This is an automated email from the ASF dual-hosted git repository.
gian pushed a commit to branch master
in repository https://gitbox.apache.org/repos/asf/druid.git
The following commit(s) were added to refs/heads/master by this push:
new be58522c858 fix: Improved error handling in
SeekableStreamIndexTaskRunner. (#19218)
be58522c858 is described below
commit be58522c858e51649dd026e886c2e9c03463ed13
Author: Gian Merlino <[email protected]>
AuthorDate: Fri Mar 27 13:22:01 2026 -0700
fix: Improved error handling in SeekableStreamIndexTaskRunner. (#19218)
The main improvement is that "persist" is moved out of a finally block,
and now only happens on the normal path. This has two benefits. First,
there is no point in persisting on the error path, and the in-memory
index might be in a bad state anyway at that point. Second, moving the
persist call out of "finally" fixes an issue where an exception thrown
from "persist" would cause an exception thrown from "add" to be lost.

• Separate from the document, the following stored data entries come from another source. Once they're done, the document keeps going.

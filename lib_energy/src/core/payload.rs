//! # Payload Decoding
//!
//! Turns a raw MQTT message into a [`Sample`]. The wire format is a JSON
//! record:
//!
//! ```json
//! {"utctimestamp": 1700000000, "measures": {"Load_0_30001": 1520.0, "Load_0_30000": 310.5}}
//! ```
//!
//! A device's cumulative reading is the sum of the configured registers
//! divided by the configured divisor (raw Wh to kWh with the default 1000).

use serde::Deserialize;
use serde_json::Value;
use std::collections::HashMap;
use thiserror::Error;

use crate::configs::{DecodeStrictness, PayloadProfile, RELEVANCE_MARKER};

/// One decoded reading.
#[derive(Debug, Clone, Copy, PartialEq)]
pub struct Sample {
    /// Seconds since the Unix epoch.
    pub utc_timestamp: i64,
    /// Cumulative counter value in kWh.
    pub cumulative_kwh: f64,
}

/// A sample together with the per-register values it was built from.
#[derive(Debug, Clone, PartialEq)]
pub struct DecodedReading {
    pub sample: Sample,
    /// `(register key, kWh)` for every register that contributed.
    pub registers: Vec<(String, f64)>,
    /// Configured registers absent from a leniently decoded record.
    pub unavailable: Vec<String>,
}

#[derive(Debug, Error)]
pub enum DecodeError {
    #[error("payload is not a valid reading record: {0}")]
    Malformed(#[from] serde_json::Error),
    #[error("register '{0}' is missing from measures")]
    MissingRegister(String),
    #[error("register '{0}' is not numeric")]
    NonNumericRegister(String),
    #[error("none of the configured registers are present")]
    NoRegisters,
    #[error("topic '{0}' does not name a device")]
    NoDevice(String),
}

#[derive(Deserialize)]
struct RawRecord {
    utctimestamp: i64,
    measures: HashMap<String, Value>,
}

/// True when the topic belongs to the consumption feed.
pub fn is_relevant(topic: &str) -> bool {
    topic.contains(RELEVANCE_MARKER)
}

/// Device name: the path segment right after `energy/consumption/`.
pub fn device_from_topic(topic: &str) -> Result<&str, DecodeError> {
    let start = topic
        .find(RELEVANCE_MARKER)
        .map(|i| i + RELEVANCE_MARKER.len())
        .ok_or_else(|| DecodeError::NoDevice(topic.to_string()))?;
    let rest = &topic[start..];
    let name = rest.split('/').next().unwrap_or_default();
    if name.is_empty() {
        return Err(DecodeError::NoDevice(topic.to_string()));
    }
    Ok(name)
}

/// Decodes a payload according to `profile`.
pub fn decode_payload(payload: &[u8], profile: &PayloadProfile) -> Result<DecodedReading, DecodeError> {
    let record: RawRecord = serde_json::from_slice(payload)?;

    let mut registers = Vec::with_capacity(profile.register_keys.len());
    let mut unavailable = Vec::new();

    for key in &profile.register_keys {
        match record.measures.get(key).map(Value::as_f64) {
            Some(Some(raw)) => registers.push((key.clone(), raw / profile.divisor)),
            Some(None) if profile.strictness == DecodeStrictness::Strict => {
                return Err(DecodeError::NonNumericRegister(key.clone()));
            }
            None if profile.strictness == DecodeStrictness::Strict => {
                return Err(DecodeError::MissingRegister(key.clone()));
            }
            _ => unavailable.push(key.clone()),
        }
    }

    if registers.is_empty() {
        return Err(DecodeError::NoRegisters);
    }

    let cumulative_kwh = registers.iter().map(|(_, kwh)| kwh).sum();
    Ok(DecodedReading {
        sample: Sample {
            utc_timestamp: record.utctimestamp,
            cumulative_kwh,
        },
        registers,
        unavailable,
    })
}

#[cfg(test)]
mod tests {
    use super::*;
    use serde_json::json;

    fn lenient() -> PayloadProfile {
        PayloadProfile {
            strictness: DecodeStrictness::Lenient,
            ..PayloadProfile::default()
        }
    }

    #[test]
    fn test_sums_and_scales_configured_registers() {
        let payload = json!({
            "utctimestamp": 1_700_000_000,
            "measures": {"Load_0_30001": 1500.0, "Load_0_30000": 250, "Other": 9.0}
        })
        .to_string();
        let reading = decode_payload(payload.as_bytes(), &PayloadProfile::default()).unwrap();
        assert_eq!(reading.sample.utc_timestamp, 1_700_000_000);
        assert!((reading.sample.cumulative_kwh - 1.75).abs() < 1e-12);
        assert_eq!(reading.registers.len(), 2);
        assert!(reading.unavailable.is_empty());
    }

    #[test]
    fn test_single_register_deployment() {
        let profile = PayloadProfile::new(vec!["Load_0_30001".into()], 1000.0, DecodeStrictness::Strict).unwrap();
        let payload = br#"{"utctimestamp": 60, "measures": {"Load_0_30001": 4200}}"#;
        let reading = decode_payload(payload, &profile).unwrap();
        assert!((reading.sample.cumulative_kwh - 4.2).abs() < 1e-12);
    }

    #[test]
    fn test_malformed_payload_is_rejected() {
        let err = decode_payload(b"{not json", &PayloadProfile::default()).unwrap_err();
        assert!(matches!(err, DecodeError::Malformed(_)));

        let err = decode_payload(br#"{"measures": {}}"#, &PayloadProfile::default()).unwrap_err();
        assert!(matches!(err, DecodeError::Malformed(_)));
    }

    #[test]
    fn test_strict_rejects_missing_register() {
        let payload = br#"{"utctimestamp": 1, "measures": {"Load_0_30001": 10}}"#;
        let err = decode_payload(payload, &PayloadProfile::default()).unwrap_err();
        assert!(matches!(err, DecodeError::MissingRegister(k) if k == "Load_0_30000"));
    }

    #[test]
    fn test_strict_rejects_non_numeric_register() {
        let payload = br#"{"utctimestamp": 1, "measures": {"Load_0_30001": "n/a", "Load_0_30000": 1}}"#;
        let err = decode_payload(payload, &PayloadProfile::default()).unwrap_err();
        assert!(matches!(err, DecodeError::NonNumericRegister(k) if k == "Load_0_30001"));
    }

    #[test]
    fn test_lenient_tolerates_partial_record() {
        let payload = br#"{"utctimestamp": 1, "measures": {"Load_0_30000": 2000}}"#;
        let reading = decode_payload(payload, &lenient()).unwrap();
        assert!((reading.sample.cumulative_kwh - 2.0).abs() < 1e-12);
        assert_eq!(reading.unavailable, vec!["Load_0_30001".to_string()]);
    }

    #[test]
    fn test_lenient_still_needs_one_register() {
        let payload = br#"{"utctimestamp": 1, "measures": {}}"#;
        let err = decode_payload(payload, &lenient()).unwrap_err();
        assert!(matches!(err, DecodeError::NoRegisters));
    }

    #[test]
    fn test_device_from_topic() {
        let topic = "energy/consumption/gw-07/message/data/71435500-6791-11ce-97c6-313131303230";
        assert_eq!(device_from_topic(topic).unwrap(), "gw-07");
        assert!(is_relevant(topic));

        assert!(matches!(device_from_topic("energy/consumption//message"), Err(DecodeError::NoDevice(_))));
        assert!(matches!(device_from_topic("energy/production/gw-07"), Err(DecodeError::NoDevice(_))));
        assert!(!is_relevant("energy/production/gw-07/message"));
    }
}
//! # Device Window
//!
//! Per-gateway sliding buffer of the most recent cumulative readings plus the
//! bookkeeping the engine needs to decide when to emit: how many times the
//! buffer has been seen full since the last emission, the raw payload of the
//! last accepted message (for duplicate suppression), and a lifetime count of
//! accepted messages.

use std::collections::VecDeque;

use crate::configs::DeltaMode;

/// What the engine decided for one ingested message.
#[derive(Debug, Clone, Copy, PartialEq)]
pub enum EmitDecision {
    /// Same raw payload as the previous accepted one. Nothing changed.
    Suppressed,
    /// The window is not full yet.
    Incomplete { held: usize },
    /// The window is full but has not been seen full often enough to emit.
    Accumulating { seen_full: u32 },
    /// A delta is ready to persist. The window now holds only its newest value.
    Ready { delta: f64, utc_timestamp: i64 },
    /// A negative delta was discarded by policy. The window was still reset.
    Rejected { delta: f64 },
}

/// Sliding window state of one device.
#[derive(Debug, Clone, PartialEq)]
pub struct DeviceWindow {
    values: VecDeque<f64>,
    capacity: usize,
    seen_full: u32,
    last_payload: Option<Vec<u8>>,
    total_received: u64,
}

impl DeviceWindow {
    pub fn new(capacity: usize) -> Self {
        Self {
            values: VecDeque::with_capacity(capacity),
            capacity,
            seen_full: 0,
            last_payload: None,
            total_received: 0,
        }
    }

    pub fn is_duplicate(&self, raw: &[u8]) -> bool {
        self.last_payload.as_deref() == Some(raw)
    }

    /// Appends a value, evicting the oldest one when the window is full.
    pub fn push(&mut self, value: f64) {
        if self.values.len() == self.capacity {
            self.values.pop_front();
        }
        self.values.push_back(value);
    }

    /// Counts an accepted message and remembers its payload.
    pub fn record(&mut self, raw: &[u8]) {
        self.total_received += 1;
        self.last_payload = Some(raw.to_vec());
    }

    pub fn is_full(&self) -> bool {
        self.values.len() == self.capacity
    }

    pub fn len(&self) -> usize {
        self.values.len()
    }

    pub fn is_empty(&self) -> bool {
        self.values.is_empty()
    }

    pub fn capacity(&self) -> usize {
        self.capacity
    }

    /// Held values, oldest first.
    pub fn values(&self) -> Vec<f64> {
        self.values.iter().copied().collect()
    }

    pub fn total_received(&self) -> u64 {
        self.total_received
    }

    pub fn seen_full(&self) -> u32 {
        self.seen_full
    }

    pub(crate) fn mark_full(&mut self) -> u32 {
        self.seen_full += 1;
        self.seen_full
    }

    /// Consumption across the held values, `None` with fewer than two.
    pub fn delta(&self, mode: DeltaMode) -> Option<f64> {
        if self.values.len() < 2 {
            return None;
        }
        match mode {
            DeltaMode::Boundary => {
                let first = self.values.front()?;
                let last = self.values.back()?;
                Some(last - first)
            }
            DeltaMode::WindowedSum => Some(
                self.values
                    .iter()
                    .zip(self.values.iter().skip(1))
                    .map(|(prev, next)| if next < prev { *next } else { next - prev })
                    .sum(),
            ),
        }
    }

    /// Collapses the window to its newest value after an emission.
    pub(crate) fn reset_to_latest(&mut self) {
        if let Some(latest) = self.values.back().copied() {
            self.values.clear();
            self.values.push_back(latest);
        }
        self.seen_full = 0;
    }
}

This can come up in production when the in-memory index grows too large,
causing the main code to throw an OutOfMemoryError, and then something
goes wrong with the persist too. In this situation the original
OutOfMemoryError would not have been logged.
A secondary improvement is that we catch Throwable rather than Exception
to trigger cleanup and when handling errors that occur during cleanup.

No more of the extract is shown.